Extracted material Start Marker

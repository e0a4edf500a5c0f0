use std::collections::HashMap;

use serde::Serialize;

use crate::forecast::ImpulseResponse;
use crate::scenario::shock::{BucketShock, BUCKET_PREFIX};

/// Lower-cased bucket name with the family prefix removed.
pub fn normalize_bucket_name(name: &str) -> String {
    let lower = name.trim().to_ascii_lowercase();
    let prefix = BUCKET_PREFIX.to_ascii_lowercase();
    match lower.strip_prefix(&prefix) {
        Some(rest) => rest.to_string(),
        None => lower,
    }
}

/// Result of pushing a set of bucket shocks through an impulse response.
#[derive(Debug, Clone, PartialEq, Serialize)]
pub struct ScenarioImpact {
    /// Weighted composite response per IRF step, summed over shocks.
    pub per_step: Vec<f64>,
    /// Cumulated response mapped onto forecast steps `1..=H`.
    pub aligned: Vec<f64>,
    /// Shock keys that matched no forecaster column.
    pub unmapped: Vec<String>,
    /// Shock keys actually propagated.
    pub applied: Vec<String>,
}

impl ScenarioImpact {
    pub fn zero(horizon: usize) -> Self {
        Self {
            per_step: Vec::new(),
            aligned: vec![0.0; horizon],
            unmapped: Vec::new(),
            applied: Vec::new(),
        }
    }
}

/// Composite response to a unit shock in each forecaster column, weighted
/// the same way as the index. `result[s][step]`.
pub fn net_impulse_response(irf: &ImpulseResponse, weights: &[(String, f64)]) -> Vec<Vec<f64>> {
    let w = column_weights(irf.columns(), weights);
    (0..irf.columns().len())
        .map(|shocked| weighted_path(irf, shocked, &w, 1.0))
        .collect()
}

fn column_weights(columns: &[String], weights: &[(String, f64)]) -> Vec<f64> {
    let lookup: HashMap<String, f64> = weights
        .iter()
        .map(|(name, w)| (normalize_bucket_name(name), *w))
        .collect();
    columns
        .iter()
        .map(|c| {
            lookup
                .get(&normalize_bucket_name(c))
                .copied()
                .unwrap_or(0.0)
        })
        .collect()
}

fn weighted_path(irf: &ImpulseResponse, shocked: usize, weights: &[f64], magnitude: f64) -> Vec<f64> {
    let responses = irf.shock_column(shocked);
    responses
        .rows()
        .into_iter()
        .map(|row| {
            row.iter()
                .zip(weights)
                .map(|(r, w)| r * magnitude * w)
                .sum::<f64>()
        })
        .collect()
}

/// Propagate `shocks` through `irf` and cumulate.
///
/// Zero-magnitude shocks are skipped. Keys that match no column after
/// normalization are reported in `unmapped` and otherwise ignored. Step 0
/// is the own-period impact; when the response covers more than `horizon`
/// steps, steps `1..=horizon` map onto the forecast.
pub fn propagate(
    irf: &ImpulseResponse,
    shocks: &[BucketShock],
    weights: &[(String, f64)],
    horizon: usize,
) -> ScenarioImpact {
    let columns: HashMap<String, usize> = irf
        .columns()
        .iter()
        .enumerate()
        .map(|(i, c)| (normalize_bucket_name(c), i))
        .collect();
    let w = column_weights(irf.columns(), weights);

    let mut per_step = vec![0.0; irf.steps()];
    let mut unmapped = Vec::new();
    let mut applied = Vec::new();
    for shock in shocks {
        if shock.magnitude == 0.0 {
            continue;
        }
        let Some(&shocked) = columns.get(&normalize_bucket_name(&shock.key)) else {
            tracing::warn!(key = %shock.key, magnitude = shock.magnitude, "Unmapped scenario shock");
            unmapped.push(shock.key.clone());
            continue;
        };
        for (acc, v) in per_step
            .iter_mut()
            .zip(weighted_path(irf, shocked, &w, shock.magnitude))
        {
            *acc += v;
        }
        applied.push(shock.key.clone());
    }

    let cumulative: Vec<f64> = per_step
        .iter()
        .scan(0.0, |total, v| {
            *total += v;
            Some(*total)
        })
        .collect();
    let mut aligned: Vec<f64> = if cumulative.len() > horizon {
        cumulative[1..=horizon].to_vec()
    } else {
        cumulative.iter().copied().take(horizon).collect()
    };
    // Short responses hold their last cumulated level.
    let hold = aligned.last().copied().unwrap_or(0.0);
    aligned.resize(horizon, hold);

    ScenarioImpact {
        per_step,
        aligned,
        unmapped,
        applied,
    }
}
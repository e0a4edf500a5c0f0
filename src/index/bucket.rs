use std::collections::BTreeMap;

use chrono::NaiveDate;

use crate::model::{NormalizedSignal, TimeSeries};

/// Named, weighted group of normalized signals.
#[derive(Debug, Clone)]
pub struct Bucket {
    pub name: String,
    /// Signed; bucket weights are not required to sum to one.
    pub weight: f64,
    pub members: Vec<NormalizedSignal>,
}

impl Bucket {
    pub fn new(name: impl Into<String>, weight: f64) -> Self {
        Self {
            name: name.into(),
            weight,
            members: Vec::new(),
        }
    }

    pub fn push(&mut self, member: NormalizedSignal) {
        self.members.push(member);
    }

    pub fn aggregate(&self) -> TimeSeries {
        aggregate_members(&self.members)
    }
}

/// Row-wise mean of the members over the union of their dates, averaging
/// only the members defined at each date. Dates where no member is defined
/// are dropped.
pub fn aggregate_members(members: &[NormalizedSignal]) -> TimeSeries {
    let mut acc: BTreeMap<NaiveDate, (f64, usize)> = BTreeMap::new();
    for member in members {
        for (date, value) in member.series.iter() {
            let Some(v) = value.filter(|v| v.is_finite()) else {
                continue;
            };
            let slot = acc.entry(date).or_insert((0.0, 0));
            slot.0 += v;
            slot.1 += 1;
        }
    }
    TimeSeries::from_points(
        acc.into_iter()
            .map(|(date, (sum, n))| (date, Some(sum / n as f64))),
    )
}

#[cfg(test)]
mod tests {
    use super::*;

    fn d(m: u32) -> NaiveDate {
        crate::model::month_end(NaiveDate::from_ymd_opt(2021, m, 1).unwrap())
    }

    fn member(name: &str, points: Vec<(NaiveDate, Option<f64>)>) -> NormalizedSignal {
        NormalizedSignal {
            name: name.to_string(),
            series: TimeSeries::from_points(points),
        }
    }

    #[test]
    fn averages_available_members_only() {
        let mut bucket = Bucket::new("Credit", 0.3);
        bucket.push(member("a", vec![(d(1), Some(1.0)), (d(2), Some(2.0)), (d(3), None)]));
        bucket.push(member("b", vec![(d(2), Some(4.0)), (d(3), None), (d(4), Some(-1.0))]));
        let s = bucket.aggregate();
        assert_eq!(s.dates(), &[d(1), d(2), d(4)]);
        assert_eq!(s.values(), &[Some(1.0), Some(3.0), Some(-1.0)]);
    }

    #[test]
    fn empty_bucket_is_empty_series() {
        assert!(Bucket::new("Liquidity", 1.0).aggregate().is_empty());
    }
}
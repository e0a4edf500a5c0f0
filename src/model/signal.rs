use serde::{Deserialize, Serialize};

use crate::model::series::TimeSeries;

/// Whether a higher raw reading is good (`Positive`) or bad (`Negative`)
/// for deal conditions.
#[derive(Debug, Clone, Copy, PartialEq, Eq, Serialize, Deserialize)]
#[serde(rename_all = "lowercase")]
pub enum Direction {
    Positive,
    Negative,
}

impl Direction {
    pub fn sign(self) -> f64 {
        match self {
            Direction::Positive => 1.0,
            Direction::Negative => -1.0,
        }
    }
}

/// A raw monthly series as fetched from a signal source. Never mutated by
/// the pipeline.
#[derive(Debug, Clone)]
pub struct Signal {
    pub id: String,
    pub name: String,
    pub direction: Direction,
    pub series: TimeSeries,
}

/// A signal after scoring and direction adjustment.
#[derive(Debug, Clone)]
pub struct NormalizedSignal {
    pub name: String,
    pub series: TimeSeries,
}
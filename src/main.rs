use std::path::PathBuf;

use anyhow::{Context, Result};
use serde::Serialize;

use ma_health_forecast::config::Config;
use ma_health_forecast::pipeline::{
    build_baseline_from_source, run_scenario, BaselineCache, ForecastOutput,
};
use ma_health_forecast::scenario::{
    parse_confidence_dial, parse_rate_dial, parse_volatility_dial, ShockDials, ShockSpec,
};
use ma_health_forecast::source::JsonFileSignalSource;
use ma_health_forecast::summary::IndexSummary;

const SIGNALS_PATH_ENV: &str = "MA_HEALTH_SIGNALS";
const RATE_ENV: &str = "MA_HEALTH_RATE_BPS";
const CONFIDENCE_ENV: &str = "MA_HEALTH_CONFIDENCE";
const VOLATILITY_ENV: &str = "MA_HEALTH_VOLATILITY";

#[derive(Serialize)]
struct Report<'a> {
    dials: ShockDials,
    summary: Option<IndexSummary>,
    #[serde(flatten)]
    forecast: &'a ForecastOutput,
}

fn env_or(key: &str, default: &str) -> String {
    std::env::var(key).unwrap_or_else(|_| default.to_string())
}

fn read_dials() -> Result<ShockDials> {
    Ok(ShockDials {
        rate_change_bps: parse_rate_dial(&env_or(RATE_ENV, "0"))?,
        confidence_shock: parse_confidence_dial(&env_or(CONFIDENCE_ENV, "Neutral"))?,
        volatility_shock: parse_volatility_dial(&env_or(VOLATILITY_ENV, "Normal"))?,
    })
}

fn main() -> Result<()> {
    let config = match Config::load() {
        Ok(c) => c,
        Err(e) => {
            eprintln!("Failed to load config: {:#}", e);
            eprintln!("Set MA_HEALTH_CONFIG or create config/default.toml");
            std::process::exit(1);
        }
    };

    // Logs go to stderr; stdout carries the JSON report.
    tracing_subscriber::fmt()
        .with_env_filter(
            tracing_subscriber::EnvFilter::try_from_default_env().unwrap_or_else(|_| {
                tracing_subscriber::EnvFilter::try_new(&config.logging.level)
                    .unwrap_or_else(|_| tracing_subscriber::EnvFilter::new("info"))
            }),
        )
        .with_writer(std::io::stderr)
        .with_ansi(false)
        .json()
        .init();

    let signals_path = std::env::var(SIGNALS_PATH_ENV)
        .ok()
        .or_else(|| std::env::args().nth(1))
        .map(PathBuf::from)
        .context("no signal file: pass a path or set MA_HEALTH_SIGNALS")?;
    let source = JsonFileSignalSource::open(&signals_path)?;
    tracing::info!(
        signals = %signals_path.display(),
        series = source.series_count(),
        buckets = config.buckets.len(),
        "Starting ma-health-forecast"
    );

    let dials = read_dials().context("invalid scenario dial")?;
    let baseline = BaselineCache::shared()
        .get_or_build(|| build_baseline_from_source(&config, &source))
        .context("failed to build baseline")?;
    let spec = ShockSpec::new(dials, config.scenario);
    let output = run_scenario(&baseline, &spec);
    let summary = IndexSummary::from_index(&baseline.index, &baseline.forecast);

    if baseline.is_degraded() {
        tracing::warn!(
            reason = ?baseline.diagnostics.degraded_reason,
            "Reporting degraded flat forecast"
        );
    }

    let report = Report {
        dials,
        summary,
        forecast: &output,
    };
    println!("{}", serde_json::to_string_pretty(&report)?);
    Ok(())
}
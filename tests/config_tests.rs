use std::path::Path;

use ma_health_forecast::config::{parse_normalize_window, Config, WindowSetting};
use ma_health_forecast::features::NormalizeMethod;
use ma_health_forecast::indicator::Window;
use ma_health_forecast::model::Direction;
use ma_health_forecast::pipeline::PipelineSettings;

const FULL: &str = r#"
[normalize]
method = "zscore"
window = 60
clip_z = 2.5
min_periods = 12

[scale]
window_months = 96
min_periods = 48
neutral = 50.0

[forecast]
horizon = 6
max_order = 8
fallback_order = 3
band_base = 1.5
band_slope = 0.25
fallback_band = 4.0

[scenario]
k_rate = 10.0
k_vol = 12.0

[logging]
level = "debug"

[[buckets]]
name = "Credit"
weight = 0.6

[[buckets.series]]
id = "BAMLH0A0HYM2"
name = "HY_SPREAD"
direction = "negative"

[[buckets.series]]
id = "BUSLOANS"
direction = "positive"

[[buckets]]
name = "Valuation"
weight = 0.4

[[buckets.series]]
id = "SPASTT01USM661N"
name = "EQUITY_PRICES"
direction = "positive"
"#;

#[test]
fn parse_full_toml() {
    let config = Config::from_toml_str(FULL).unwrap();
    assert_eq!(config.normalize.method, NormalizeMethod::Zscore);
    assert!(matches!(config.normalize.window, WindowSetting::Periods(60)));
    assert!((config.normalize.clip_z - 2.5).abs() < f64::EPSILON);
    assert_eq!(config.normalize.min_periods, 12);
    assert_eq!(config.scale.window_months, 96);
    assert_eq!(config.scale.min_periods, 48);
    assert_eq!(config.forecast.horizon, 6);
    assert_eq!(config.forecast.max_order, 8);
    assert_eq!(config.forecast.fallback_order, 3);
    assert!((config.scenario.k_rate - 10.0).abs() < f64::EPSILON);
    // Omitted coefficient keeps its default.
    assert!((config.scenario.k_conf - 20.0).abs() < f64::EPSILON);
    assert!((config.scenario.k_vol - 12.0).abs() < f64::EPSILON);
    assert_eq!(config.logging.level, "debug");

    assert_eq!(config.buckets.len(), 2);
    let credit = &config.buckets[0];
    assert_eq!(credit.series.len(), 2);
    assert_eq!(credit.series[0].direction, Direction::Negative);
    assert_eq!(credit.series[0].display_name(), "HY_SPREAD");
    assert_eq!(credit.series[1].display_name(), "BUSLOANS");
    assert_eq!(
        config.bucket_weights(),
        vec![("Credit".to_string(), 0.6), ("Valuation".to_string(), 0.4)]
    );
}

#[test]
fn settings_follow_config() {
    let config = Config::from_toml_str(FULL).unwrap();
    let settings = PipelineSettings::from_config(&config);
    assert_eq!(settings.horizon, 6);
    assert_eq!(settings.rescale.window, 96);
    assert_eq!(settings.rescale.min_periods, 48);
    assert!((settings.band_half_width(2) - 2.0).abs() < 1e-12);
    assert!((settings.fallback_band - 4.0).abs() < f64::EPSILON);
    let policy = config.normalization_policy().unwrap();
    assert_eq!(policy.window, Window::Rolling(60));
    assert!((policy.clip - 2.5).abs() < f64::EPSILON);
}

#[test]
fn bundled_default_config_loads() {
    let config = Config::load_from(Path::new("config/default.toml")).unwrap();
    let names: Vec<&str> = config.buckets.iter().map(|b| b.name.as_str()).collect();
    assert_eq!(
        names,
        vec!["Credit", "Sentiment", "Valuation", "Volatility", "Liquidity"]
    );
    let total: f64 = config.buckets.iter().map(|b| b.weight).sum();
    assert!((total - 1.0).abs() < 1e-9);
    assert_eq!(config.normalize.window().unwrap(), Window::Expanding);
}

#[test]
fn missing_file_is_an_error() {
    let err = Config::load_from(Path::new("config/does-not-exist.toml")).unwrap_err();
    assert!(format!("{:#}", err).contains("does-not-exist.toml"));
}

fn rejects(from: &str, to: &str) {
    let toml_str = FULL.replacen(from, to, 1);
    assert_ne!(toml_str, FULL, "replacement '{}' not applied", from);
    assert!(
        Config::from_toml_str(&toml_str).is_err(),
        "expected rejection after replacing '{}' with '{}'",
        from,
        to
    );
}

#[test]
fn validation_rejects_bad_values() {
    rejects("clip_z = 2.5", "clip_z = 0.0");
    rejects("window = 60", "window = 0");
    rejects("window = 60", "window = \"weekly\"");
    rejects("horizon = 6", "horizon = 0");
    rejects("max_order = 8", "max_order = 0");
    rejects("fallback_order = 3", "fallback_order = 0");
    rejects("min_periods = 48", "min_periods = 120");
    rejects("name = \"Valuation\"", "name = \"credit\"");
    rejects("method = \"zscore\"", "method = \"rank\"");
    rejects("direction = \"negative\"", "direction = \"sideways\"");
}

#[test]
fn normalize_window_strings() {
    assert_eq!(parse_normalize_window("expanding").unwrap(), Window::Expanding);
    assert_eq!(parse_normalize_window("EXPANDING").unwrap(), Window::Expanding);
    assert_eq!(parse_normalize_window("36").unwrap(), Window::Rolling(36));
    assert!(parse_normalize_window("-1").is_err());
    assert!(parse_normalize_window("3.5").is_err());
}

Extracted material End Marker

**Instructions to follow**
In the entries above, find the line holding "is the own-period" and the line holding "last cumulated level."; print both of them and every line between, exactly, and nothing else.

**Task answer**
/// is the own-period impact; when the response covers more than `horizon`
/// steps, steps `1..=horizon` map onto the forecast.
pub fn propagate(
    irf: &ImpulseResponse,
    shocks: &[BucketShock],
    weights: &[(String, f64)],
    horizon: usize,
) -> ScenarioImpact {
    let columns: HashMap<String, usize> = irf
        .columns()
        .iter()
        .enumerate()
        .map(|(i, c)| (normalize_bucket_name(c), i))
        .collect();
    let w = column_weights(irf.columns(), weights);

    let mut per_step = vec![0.0; irf.steps()];
    let mut unmapped = Vec::new();
    let mut applied = Vec::new();
    for shock in shocks {
        if shock.magnitude == 0.0 {
            continue;
        }
        let Some(&shocked) = columns.get(&normalize_bucket_name(&shock.key)) else {
            tracing::warn!(key = %shock.key, magnitude = shock.magnitude, "Unmapped scenario shock");
            unmapped.push(shock.key.clone());
            continue;
        };
        for (acc, v) in per_step
            .iter_mut()
            .zip(weighted_path(irf, shocked, &w, shock.magnitude))
        {
            *acc += v;
        }
        applied.push(shock.key.clone());
    }

    let cumulative: Vec<f64> = per_step
        .iter()
        .scan(0.0, |total, v| {
            *total += v;
            Some(*total)
        })
        .collect();
    let mut aligned: Vec<f64> = if cumulative.len() > horizon {
        cumulative[1..=horizon].to_vec()
    } else {
        cumulative.iter().copied().take(horizon).collect()
    };
    // Short responses hold their last cumulated level.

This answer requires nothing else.